While Transformer architectures can model sequential data efficiently, their self-attention mechanism allows the layer to assign a reward by maximising the dot product of the query and key vectors and forming state-return associations. Therefore, Transformers can operate effectively with a distracting reward. Studies have shown Transformers enable better generalisation and transfer capabilities due to their ability to model a wide distribution of behaviours.

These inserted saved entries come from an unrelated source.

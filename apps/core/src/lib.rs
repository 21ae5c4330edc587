pub mod catalog;
pub mod config;
pub mod contract;
pub mod core_service;
pub mod interaction;
pub mod logging;
pub mod model;
pub mod query;
pub mod render;
pub mod runtime;
pub mod source;
pub mod transport;

#[cfg(test)]
mod tests {
    mod query_latency_test {
        include!(concat!(
            env!("CARGO_MANIFEST_DIR"),
            "/../../tests/perf/query_latency_test.rs"
        ));
    }
}
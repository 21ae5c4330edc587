use crate::query::{match_field, MatchField, QueryResult};

/// Entrance-animation knobs the UI layer replays on changed blocks. Block
/// `i` starts `i * stagger_ms` after the plan is applied.
#[derive(Debug, Clone, Copy, PartialEq, Eq)]
pub struct AnimationTiming {
    pub stagger_ms: u32,
    pub duration_ms: u32,
}

impl Default for AnimationTiming {
    fn default() -> Self {
        Self {
            stagger_ms: 100,
            duration_ms: 500,
        }
    }
}

#[derive(Debug, Clone, Copy, PartialEq, Eq)]
pub struct Entrance {
    pub delay_ms: u32,
    pub duration_ms: u32,
}

#[derive(Debug, Clone, PartialEq, Eq)]
pub struct RenderEntry {
    /// Slash-prefixed form the UI shows, e.g. `/ping`.
    pub display_name: String,
    pub name: String,
    pub description: String,
    pub matched: Option<MatchField>,
}

#[derive(Debug, Clone, PartialEq, Eq)]
pub struct RenderBlock {
    pub title: String,
    pub entries: Vec<RenderEntry>,
    /// True when this block's rendered content differs from the previous
    /// plan, so the UI can replay its entrance animation selectively.
    pub changed: bool,
    pub entrance: Entrance,
}

#[derive(Debug, Clone, PartialEq, Eq, Default)]
pub struct RenderPlan {
    pub blocks: Vec<RenderBlock>,
}

impl RenderPlan {
    pub fn is_empty(&self) -> bool {
        self.blocks.is_empty()
    }

    pub fn find_block(&self, title: &str) -> Option<&RenderBlock> {
        self.blocks.iter().find(|block| block.title == title)
    }
}

/// Turn a query result into a display-ready plan, diffed block-by-block
/// against the previous plan. With no previous plan every block is changed.
pub fn project(
    previous: Option<&RenderPlan>,
    result: &QueryResult,
    timing: AnimationTiming,
) -> RenderPlan {
    let blocks = result
        .sections
        .iter()
        .enumerate()
        .map(|(index, section)| {
            let entries: Vec<RenderEntry> = section
                .commands
                .iter()
                .map(|command| RenderEntry {
                    display_name: format!("/{}", command.name),
                    name: command.name.clone(),
                    description: command.description.clone(),
                    matched: match_field(command, &result.term),
                })
                .collect();

            let changed = match previous.and_then(|plan| plan.find_block(&section.category)) {
                Some(prior) => prior.entries != entries,
                None => true,
            };

            RenderBlock {
                title: section.category.clone(),
                entries,
                changed,
                entrance: Entrance {
                    delay_ms: index as u32 * timing.stagger_ms,
                    duration_ms: timing.duration_ms,
                },
            }
        })
        .collect();

    RenderPlan { blocks }
}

Recently, a team of researchers from Facebook AI and Google introduced a framework that abstracts reinforcement learning as a sequence modelling problem. The team presented a Decision Transformer, an architecture that presents reinforcement learning problems as conditional sequence modelling. Decision Transformer gives output by using a causally masked Transformer, unlike other approaches which fit value functions or compute policy gradients. For this particular study, the authors have used a GPT architecture to model trajectories autoregressively.
The approach suggested by this study is similar to a typical reinforcement learning task where the ultimate goal is to find the shortest path on a graph; the reward is 0 when the agent is at the goal node and -1 in other cases. The Transformer predicts the next token. Optimal trajectories are obtained by generating a sequence of actions via conditioning. The proposed model has achieved policy improvements without dynamic programming.
Trajectory representation for learning meaningful patterns is one of the most important components of the Decision Transformer. The model here is fed with the sum of future rewards that give trajectory representations that fit further autoregressive training and generation. The token embeddings are obtained by projecting raw inputs to the embedding dimension to obtain linear layers for each modality.